Fim de ano. Estou em Brasília, onde tudo é mais calmo nessa época do ano. O trânsito está tranquilo, há vagas para estacionar. As filas no supermercado estão pequenas e a vida é boa. Até tem ventado esses dias. Estive em Natal (cidade) na última semana e passei o Natal (aniversário de Jesus) com familiares, matando saudades.
De volta à rotina de trabalho, a mente paira inquieta. Assim mesmo, com as palavras “paira” e “inquieta” contraditoriamente lado a lado. Ela planeja o futuro, amassa papéis e replaneja tudo novamente. Há opções, boas expectativas, um clima bom no ar. Estou lendo livros sobre tecnologia, empresas de sucesso, prosperidade. Um sobre o Google, outro sobre Steve Jobs. Em paralelo, ouço um pouco de Coldplay.
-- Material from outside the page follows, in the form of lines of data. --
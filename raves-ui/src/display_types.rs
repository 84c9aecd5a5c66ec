//! Display types for UI components
//!
//! Lightweight shapes of the metadata API's records, holding only what the
//! views render.

use serde::Deserialize;

/// Movie as returned by search and discover endpoints
#[derive(Clone, Debug, PartialEq, Deserialize)]
pub struct Movie {
    pub id: i64,
    pub title: String,
    #[serde(default)]
    pub overview: Option<String>,
    #[serde(default)]
    pub poster_path: Option<String>,
    #[serde(default)]
    pub backdrop_path: Option<String>,
    #[serde(default)]
    pub release_date: Option<String>,
    #[serde(default)]
    pub vote_average: Option<f64>,
}

impl Movie {
    /// Four-digit year from `release_date` (`YYYY-MM-DD`), if present.
    pub fn release_year(&self) -> Option<&str> {
        let date = self.release_date.as_deref()?;
        let year = date.get(..4)?;
        year.chars().all(|c| c.is_ascii_digit()).then_some(year)
    }

    /// Vote average rounded to one decimal, hidden when nobody voted.
    pub fn rating_label(&self) -> Option<String> {
        match self.vote_average {
            Some(v) if v > 0.0 => Some(format!("{:.1}", v)),
            _ => None,
        }
    }
}
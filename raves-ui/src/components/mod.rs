//! Shared UI components

pub mod button;
pub mod filter_dialog;
pub mod genre_filter;
pub mod icons;
pub mod modal;
pub mod movie_backdrop;
pub mod movie_card;
pub mod movie_search_results;
pub mod search_input;

pub use button::{Button, ButtonVariant, ChromelessButton};
pub use filter_dialog::{use_filter_dialog, FilterButton, FilterDialogHandle, FilterDialogView};
pub use genre_filter::GenreFilterChip;
pub use icons::{FilmIcon, FilterIcon, SearchIcon, StarIcon};
pub use modal::Modal;
pub use movie_backdrop::MovieBackdrop;
pub use movie_card::MovieCard;
pub use movie_search_results::MovieSearchResultsView;
pub use search_input::SearchInput;
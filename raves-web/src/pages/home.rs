use dioxus::prelude::*;

#[component]
pub fn Home() -> Element {
    rsx! {
        div { class: "min-h-screen flex items-center justify-center text-gray-400",
            "Search for a movie to get started."
        }
    }
}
Até pouco tempo atrás achava que a banda não passava de um simulacro do Radiohead, com pitadas de U2. Após vê-los no Show do Rock in Rio, pela televisão, e ouvir mais atentamente ao álbum Viva La Vida, passei a vê-los com bons olhos. As músicas são simples e belas, portadoras do espírito dos tempos atuais – o nosso zeitgeist.
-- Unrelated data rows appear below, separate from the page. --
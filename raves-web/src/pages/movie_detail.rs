use crate::config::WebConfig;
use dioxus::prelude::*;
use raves_ui::{Movie, MovieBackdrop};

#[component]
pub fn MovieDetail(movie_id: i64) -> Element {
    let config = use_context::<WebConfig>();
    let movies: Signal<Vec<Movie>> = use_context();
    let movie = movies.read().iter().find(|m| m.id == movie_id).cloned();

    let Some(movie) = movie else {
        return rsx! {
            div { class: "min-h-screen flex items-center justify-center text-gray-400",
                "Movie not found."
            }
        };
    };

    rsx! {
        div { class: "relative min-h-screen overflow-hidden",
            MovieBackdrop {
                backdrop_path: movie.backdrop_path.clone(),
                image_base_url: config.image_base_url.clone(),
            }
            div { class: "relative z-[1] min-h-screen bg-black/60 pt-[18vh] px-24 text-white",
                h1 { class: "text-5xl font-bold mb-4", "{movie.title}" }
                if let Some(year) = movie.release_year() {
                    p { class: "text-gray-300 mb-6", "{year}" }
                }
                if let Some(overview) = &movie.overview {
                    p { class: "max-w-2xl text-lg text-gray-200", "{overview}" }
                }
            }
        }
    }
}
Quanto ao blog, esse foi o ano de maior número de posts. Vendo a trajetória tortuosa deste espaço cibernético desde 2006, noto a inconstância de seu autor. Sempre mudando o rumo e, talvez por isso, sempre se surpreendendo com o que está à frente. Esse ano um certo direcionamento foi dado. De forma natural e orgânica os textos vão focando em viagens. Talvez nunca atraia lá tantos leitores, afinal não tenho prestado informações tão úteis assim. Ao contrário, tento sempre levar a experiência para o lado mais pessoal e deixar os textos um pouco mais literários.